The Regulateur 30 is a unique take on the typical regulator layout, with jumping hours at 12 o’clock, and the large minutes sub-dial taking up most of the real estate from 8 to 4 o’clock.
The sterling silver dial is a marvelous blend of barleycorn and checkerboard guilloche. Blued hands offer a perfect contrast, and the signature onion crown completes the look. All in all, it’s a unique dress watch from a brand that will surprise your boardroom buddies.
Like Adam, David can also be found roaming the concrete canyons of Manhattan, always on the lookout for the latest shiny horological wonders. Though he’s thoroughly well-informed about modern watches, he is also the custodian of one of the more impressive collections of vintage Heuers on the island.
OMEGA Speedmaster ’57
Two years ago OMEGA released the most significant update to the Speedmaster line since the watch landed on the Moon in 1969 with the introduction of the new in-house Caliber 9300 movement. Those watches looked good, but this year Omega kicked it into high gear and put the excellent new movement into several new Speedy models that can hold their own against the classic Moonwatch. Jason already told you about the Dark Side of the Moon, and while that model embraces modern materials and design, the equally cool Speedmaster ’57 is all about heritage.

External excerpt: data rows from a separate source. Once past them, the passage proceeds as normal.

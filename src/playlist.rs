//! M3U playlists, fuzzy channel lookup, and the HTTP fetch both the
//! playlist and the guide go through.

use crate::invocation::CLIENT_USER_AGENT;
use crate::{DvrError, Result};
use regex::Regex;
use serde::Serialize;
use std::io::Read;
use std::sync::OnceLock;
use std::time::Duration;
use url::Url;

const FETCH_TIMEOUT_SECS: u64 = 60;
const MAX_FETCH_BYTES: u64 = 256 * 1024 * 1024;
pub const MAX_CHANNEL_RESULTS: usize = 200;

#[derive(Debug, Clone, PartialEq, Eq, Serialize)]
pub struct Channel {
    pub name: String,
    pub tvg_id: String,
    pub group: String,
    pub url: String,
    /// The raw `#EXTINF` line.
    pub ext: String,
}

pub fn parse_m3u(text: &str) -> Vec<Channel> {
    static TVG_ID_RE: OnceLock<Regex> = OnceLock::new();
    static GROUP_RE: OnceLock<Regex> = OnceLock::new();
    let tvg_id_re = TVG_ID_RE.get_or_init(|| Regex::new(r#"tvg-id="([^"]+)""#).unwrap());
    let group_re = GROUP_RE.get_or_init(|| Regex::new(r#"group-title="([^"]+)""#).unwrap());

    let mut out = Vec::new();
    let mut pending: Option<&str> = None;
    for line in text.lines().map(str::trim) {
        if line.starts_with("#EXTINF") {
            pending = Some(line);
            continue;
        }
        if line.is_empty() || line.starts_with('#') {
            continue;
        }
        let Some(ext) = pending.take() else {
            continue;
        };
        let name = match ext.split_once(',') {
            Some((_, name)) => name.trim(),
            None => ext,
        };
        let capture = |re: &Regex| {
            re.captures(ext)
                .map(|c| c[1].to_string())
                .unwrap_or_default()
        };
        out.push(Channel {
            name: name.to_string(),
            tvg_id: capture(tvg_id_re),
            group: capture(group_re),
            url: line.to_string(),
            ext: ext.to_string(),
        });
    }
    out
}

/// +40 when the whole query occurs, +10 per query token that occurs.
pub fn token_score(haystack: &str, query: &str) -> u32 {
    let hay = haystack.to_lowercase();
    let query = query.trim().to_lowercase();
    if query.is_empty() {
        return 0;
    }
    let mut score = 0;
    if hay.contains(&query) {
        score += 40;
    }
    for token in query.split_whitespace() {
        if hay.contains(token) {
            score += 10;
        }
    }
    score
}

fn normalize(value: &str) -> String {
    value
        .to_lowercase()
        .chars()
        .filter(|c| c.is_ascii_alphanumeric())
        .collect()
}

/// Channels matching `query` anywhere in their metadata, best first.
pub fn search_channels<'a>(channels: &'a [Channel], query: &str) -> Vec<&'a Channel> {
    if query.trim().is_empty() {
        return channels.iter().take(MAX_CHANNEL_RESULTS).collect();
    }
    let mut scored: Vec<(u32, &Channel)> = channels
        .iter()
        .map(|c| {
            let hay = format!("{} {} {} {}", c.name, c.tvg_id, c.group, c.ext);
            (token_score(&hay, query), c)
        })
        .filter(|(score, _)| *score > 0)
        .collect();
    scored.sort_by(|a, b| b.0.cmp(&a.0));
    scored
        .into_iter()
        .take(MAX_CHANNEL_RESULTS)
        .map(|(_, c)| c)
        .collect()
}

/// The playlist entry for a guide channel name. Exact name beats
/// normalized name beats normalized tvg-id; ties keep playlist order.
pub fn best_channel<'a>(channels: &'a [Channel], name: &str) -> Option<&'a Channel> {
    let wanted = normalize(name);
    let mut best: Option<(u32, &Channel)> = None;
    for channel in channels {
        let mut score = token_score(&channel.name, name);
        if channel.name == name {
            score += 100;
        } else if normalize(&channel.name) == wanted {
            score += 70;
        } else if !channel.tvg_id.is_empty() && normalize(&channel.tvg_id) == wanted {
            score += 50;
        }
        if score > 0 && best.map_or(true, |(s, _)| score > s) {
            best = Some((score, channel));
        }
    }
    best.map(|(_, c)| c)
}

/// `scheme://host/...`; provider URLs carry credentials in path and query.
pub fn redact_url_for_log(value: &str) -> String {
    match Url::parse(value) {
        Ok(url) => format!("{}://{}/...", url.scheme(), url.host_str().unwrap_or("unknown-host")),
        Err(_) => "[invalid-url]".to_string(),
    }
}

/// GETs `url` as text, presenting the player user agent. The response
/// charset is honored for Latin-1; everything else decodes as UTF-8.
pub fn fetch_text(url: &str) -> Result<String> {
    let parsed = Url::parse(url.trim())
        .map_err(|_| DvrError::Http(format!("invalid URL: {}", redact_url_for_log(url))))?;
    if parsed.scheme() != "http" && parsed.scheme() != "https" {
        return Err(DvrError::Http(format!(
            "unsupported URL scheme for {}; only http/https are allowed",
            redact_url_for_log(url)
        )));
    }

    let mut config = ureq::Agent::config_builder();
    config = config
        .http_status_as_error(false)
        .timeout_global(Some(Duration::from_secs(FETCH_TIMEOUT_SECS)))
        .user_agent(CLIENT_USER_AGENT);
    let agent: ureq::Agent = config.build().into();

    let mut response = agent.get(parsed.as_str()).call().map_err(|err| {
        DvrError::Http(format!("request failed for {}: {err}", redact_url_for_log(url)))
    })?;
    let status = response.status().as_u16();
    if status >= 400 {
        return Err(DvrError::Http(format!(
            "http {status} for {}",
            redact_url_for_log(url)
        )));
    }

    let content_type = response
        .headers()
        .get("content-type")
        .and_then(|v| v.to_str().ok())
        .unwrap_or("")
        .to_string();
    let mut bytes = Vec::new();
    response
        .body_mut()
        .as_reader()
        .take(MAX_FETCH_BYTES)
        .read_to_end(&mut bytes)?;
    Ok(decode_body(&bytes, &content_type))
}

fn decode_body(bytes: &[u8], content_type: &str) -> String {
    static CHARSET_RE: OnceLock<Regex> = OnceLock::new();
    let re = CHARSET_RE.get_or_init(|| Regex::new(r"(?i)charset=([\w\-]+)").unwrap());
    let charset = re
        .captures(content_type)
        .map(|c| c[1].to_ascii_lowercase())
        .unwrap_or_default();
    match charset.as_str() {
        "iso-8859-1" | "latin1" | "latin-1" => bytes.iter().map(|b| char::from(*b)).collect(),
        _ => String::from_utf8_lossy(bytes)
            .trim_start_matches('\u{feff}')
            .to_string(),
    }
}

#[cfg(test)]
mod tests {
    use super::*;

    const PLAYLIST: &str = "#EXTM3U\n\
#EXTINF:-1 tvg-id=\"cnn.us\" group-title=\"News\",US: CNN HD\n\
http://iptv.example/live/u/p/1.ts\n\
#EXTINF:-1 tvg-id=\"bbc1.uk\" group-title=\"UK\",BBC One\n\
\n\
#EXTVLCOPT:http-user-agent=VLC\n\
http://iptv.example/live/u/p/2.ts\n\
http://iptv.example/orphan.ts\n\
#EXTINF:-1,Plain Channel\n\
http://iptv.example/live/u/p/3.ts\n";

    #[test]
    fn parses_entries_and_attributes() {
        let channels = parse_m3u(PLAYLIST);
        assert_eq!(channels.len(), 3);
        assert_eq!(channels[0].name, "US: CNN HD");
        assert_eq!(channels[0].tvg_id, "cnn.us");
        assert_eq!(channels[0].group, "News");
        assert_eq!(channels[0].url, "http://iptv.example/live/u/p/1.ts");
        assert_eq!(channels[1].name, "BBC One");
        assert_eq!(channels[1].url, "http://iptv.example/live/u/p/2.ts");
        assert_eq!(channels[2].name, "Plain Channel");
        assert_eq!(channels[2].tvg_id, "");
    }

    #[test]
    fn token_scoring() {
        assert_eq!(token_score("US: CNN HD", "cnn hd"), 40 + 10 + 10);
        assert_eq!(token_score("US: CNN HD", "hd cnn"), 20);
        assert_eq!(token_score("BBC One", "cnn"), 0);
        assert_eq!(token_score("anything", "  "), 0);
    }

    #[test]
    fn best_channel_prefers_exact_then_normalized_then_tvg_id() {
        let channels = parse_m3u(PLAYLIST);
        assert_eq!(
            best_channel(&channels, "BBC One").map(|c| c.url.as_str()),
            Some("http://iptv.example/live/u/p/2.ts")
        );
        assert_eq!(
            best_channel(&channels, "us cnn hd").map(|c| c.name.as_str()),
            Some("US: CNN HD")
        );
        assert_eq!(
            best_channel(&channels, "CNN.US").map(|c| c.name.as_str()),
            Some("US: CNN HD")
        );
        assert!(best_channel(&channels, "Weather Nation").is_none());
    }

    #[test]
    fn search_ranks_by_score() {
        let channels = parse_m3u(PLAYLIST);
        let hits = search_channels(&channels, "news cnn");
        assert_eq!(hits.len(), 1);
        assert_eq!(hits[0].name, "US: CNN HD");
        assert_eq!(search_channels(&channels, "").len(), 3);
    }

    #[test]
    fn redacts_credentials_from_urls() {
        assert_eq!(
            redact_url_for_log("http://iptv.example:8080/get.php?username=u&password=p"),
            "http://iptv.example/..."
        );
        assert_eq!(redact_url_for_log("not a url"), "[invalid-url]");
    }

    #[test]
    fn fetch_rejects_non_http_schemes() {
        assert!(matches!(
            fetch_text("file:///etc/passwd"),
            Err(DvrError::Http(_))
        ));
    }

    #[test]
    fn decodes_latin1_when_declared() {
        assert_eq!(decode_body(b"Caf\xe9", "text/plain; charset=ISO-8859-1"), "Café");
        assert_eq!(decode_body("Café".as_bytes(), "application/x-mpegurl"), "Café");
    }
}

The first Speedmaster was released in 1957, and this new model employs many of the design elements that make the original one of the most sought-after vintage Omegas. The steel bezel, dauphine hands and straight lugs hearken back to the first Speedy ever, but the 9300 movement trades the original three register display for just two plus a date. The first 9300-equipped Speedmasters were 44mm, but this model is a more modest 42mm, a perfect size for the design that the watch is trying to achieve. This watch takes all the best parts of the original design and puts them into a modern package, and I’m sure this watch will be a hit with Omega fans (I know I sure want one).
Rolex GMT-Master II “Black and Blue”
Most collectors were hoping to see Rolex bring back the iconic “Pepsi” bezel GMT-Master at Basel this year, but alas, it was not to be. At least we saw a step in the right direction with the first two-tone Rolex Cerachrom bezel, and even though it mixes black, rather than red, with blue, it looks great. I was never a fan of solid black bezels on GMT Masters, whether they are the old aluminum style or the new ceramic, and Rolex hasn’t made a two-tone bezel since 2005. That’s a long eight years that two-tone bezel lovers have been wandering the desert, but Rolex has finally shown us the way to the Promised Land.

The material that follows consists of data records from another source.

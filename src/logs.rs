use crate::paths::{path_with_suffix, AppPaths};
use crate::Result;
use std::io::Write;
use std::path::{Path, PathBuf};
use std::time::{Duration, SystemTime, UNIX_EPOCH};

const LOG_ROTATE_BYTES: u64 = 10 * 1024 * 1024;
const LOG_MAX_BACKUPS: usize = 3;
const LOG_MAX_AGE_DAYS: u64 = 30;

#[derive(Debug, Clone, Copy, PartialEq, Eq)]
pub enum Level {
    Debug,
    Info,
    Warn,
    Error,
}

impl Level {
    fn as_str(&self) -> &'static str {
        match self {
            Level::Debug => "debug",
            Level::Info => "info",
            Level::Warn => "warn",
            Level::Error => "error",
        }
    }
}

/// Append-only JSONL event log. One object per line:
/// `{ts_ms, scope, level, event, data}`.
#[derive(Debug, Clone)]
pub struct EventLog {
    path: PathBuf,
    scope: String,
}

impl EventLog {
    pub fn new(path: PathBuf, scope: impl Into<String>) -> Self {
        Self {
            path,
            scope: scope.into(),
        }
    }

    pub fn for_session(paths: &AppPaths, session_id: &str) -> Self {
        Self::new(paths.session_log_path(session_id), session_id)
    }

    pub fn for_scheduler(paths: &AppPaths) -> Self {
        Self::new(paths.scheduler_log_path(), "scheduler")
    }

    pub fn path(&self) -> &Path {
        &self.path
    }

    pub fn write(&self, level: Level, event: &str, data: serde_json::Value) -> Result<()> {
        let line = serde_json::json!({
            "ts_ms": now_ms(),
            "scope": self.scope,
            "level": level.as_str(),
            "event": event,
            "data": data
        })
        .to_string();

        if let Some(parent) = self.path.parent() {
            std::fs::create_dir_all(parent)?;
        }
        rotate_if_needed(&self.path)?;
        std::fs::OpenOptions::new()
            .create(true)
            .append(true)
            .open(&self.path)?
            .write_all(format!("{line}\n").as_bytes())?;
        Ok(())
    }

    /// Logging never fails the operation being logged.
    pub fn emit(&self, level: Level, event: &str, data: serde_json::Value) {
        let _ = self.write(level, event, data);
    }
}

pub fn emit(log: Option<&EventLog>, level: Level, event: &str, data: serde_json::Value) {
    if let Some(log) = log {
        log.emit(level, event, data);
    }
}

fn rotate_if_needed(path: &Path) -> Result<()> {
    let len = match std::fs::metadata(path) {
        Ok(m) => m.len(),
        Err(_) => return Ok(()),
    };

    if len < LOG_ROTATE_BYTES {
        return Ok(());
    }

    rotate_file_backups(path, LOG_MAX_BACKUPS)?;
    Ok(())
}

fn rotate_file_backups(path: &Path, max_backups: usize) -> std::io::Result<()> {
    if max_backups == 0 {
        let _ = std::fs::remove_file(path);
        return Ok(());
    }

    for i in (1..=max_backups).rev() {
        let dst = path_with_suffix(path, &format!(".{i}"));
        let src = if i == 1 {
            path.to_path_buf()
        } else {
            path_with_suffix(path, &format!(".{}", i - 1))
        };

        if !src.exists() {
            continue;
        }

        if dst.exists() {
            let _ = std::fs::remove_file(&dst);
        }
        std::fs::rename(src, dst)?;
    }
    Ok(())
}

/// Removes files in `logs/` and `logs/sessions/` older than the retention
/// window, rotated backups included. Returns how many files were deleted.
pub fn prune_logs(paths: &AppPaths) -> Result<usize> {
    let cutoff = SystemTime::now()
        .checked_sub(Duration::from_secs(LOG_MAX_AGE_DAYS * 24 * 60 * 60))
        .unwrap_or(UNIX_EPOCH);

    let mut removed = 0_usize;
    for dir in [paths.logs_dir(), paths.session_logs_dir()] {
        removed += prune_dir(&dir, cutoff)?;
    }
    Ok(removed)
}

fn prune_dir(dir: &Path, cutoff: SystemTime) -> Result<usize> {
    if !dir.exists() {
        return Ok(0);
    }

    let mut removed = 0_usize;
    for entry in std::fs::read_dir(dir)? {
        let entry = match entry {
            Ok(e) => e,
            Err(_) => continue,
        };
        let path = entry.path();
        if !path.is_file() {
            continue;
        }
        let modified = entry
            .metadata()
            .and_then(|m| m.modified())
            .unwrap_or_else(|_| SystemTime::now());
        if modified < cutoff && std::fs::remove_file(&path).is_ok() {
            removed += 1;
        }
    }
    Ok(removed)
}

pub(crate) fn now_ms() -> i64 {
    SystemTime::now()
        .duration_since(UNIX_EPOCH)
        .unwrap_or_default()
        .as_millis() as i64
}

The mix of blue and black brings something new to the table, and it will definitely be a hit among those who want a dash of color but think that red is just a little too attention grabbing. All the goodness of previous GMT is still there, including the excellent caliber 3186 movement with the Parachrom blue hairspring and Breguet overcoil. I’m still crossing my fingers that next year will finally mark the return of the Pepsi bezel (and maybe the Coke as well), but I tip my hat to Rolex for a job well done with the new GMT Master II.
Watches have been around for centuries, so it’s hard to call many new developments in horology truly revolutionary. Tourbillons, minute repeaters and perpetual calendars are as complicated, vaunted and expensive as ever, but let’s face i — they’re old hat. HYT, short for Hydromechanical Horologists, is a new kid on the block in the watch world, but they’re done something revolutionary by creating the first hydro-mechanical wristwatch. The H2 uses bellows to push a green liquid through a tube over an hour scale that rings around the dial. The liquid looks like radioactive goo, but the whole design of the watch is space-age, so it fits right in.
The black DLC-coated titanium case is 48.8mm in size, so this wildly-styled watch won’t easily hide on your wrist, though I have a feeling that’s just what the guys paying close to six-figures for this hydro-mechanical wonder will want. It’s big, it’s ridiculous, and it’s expensive, but it’s just so damn cool.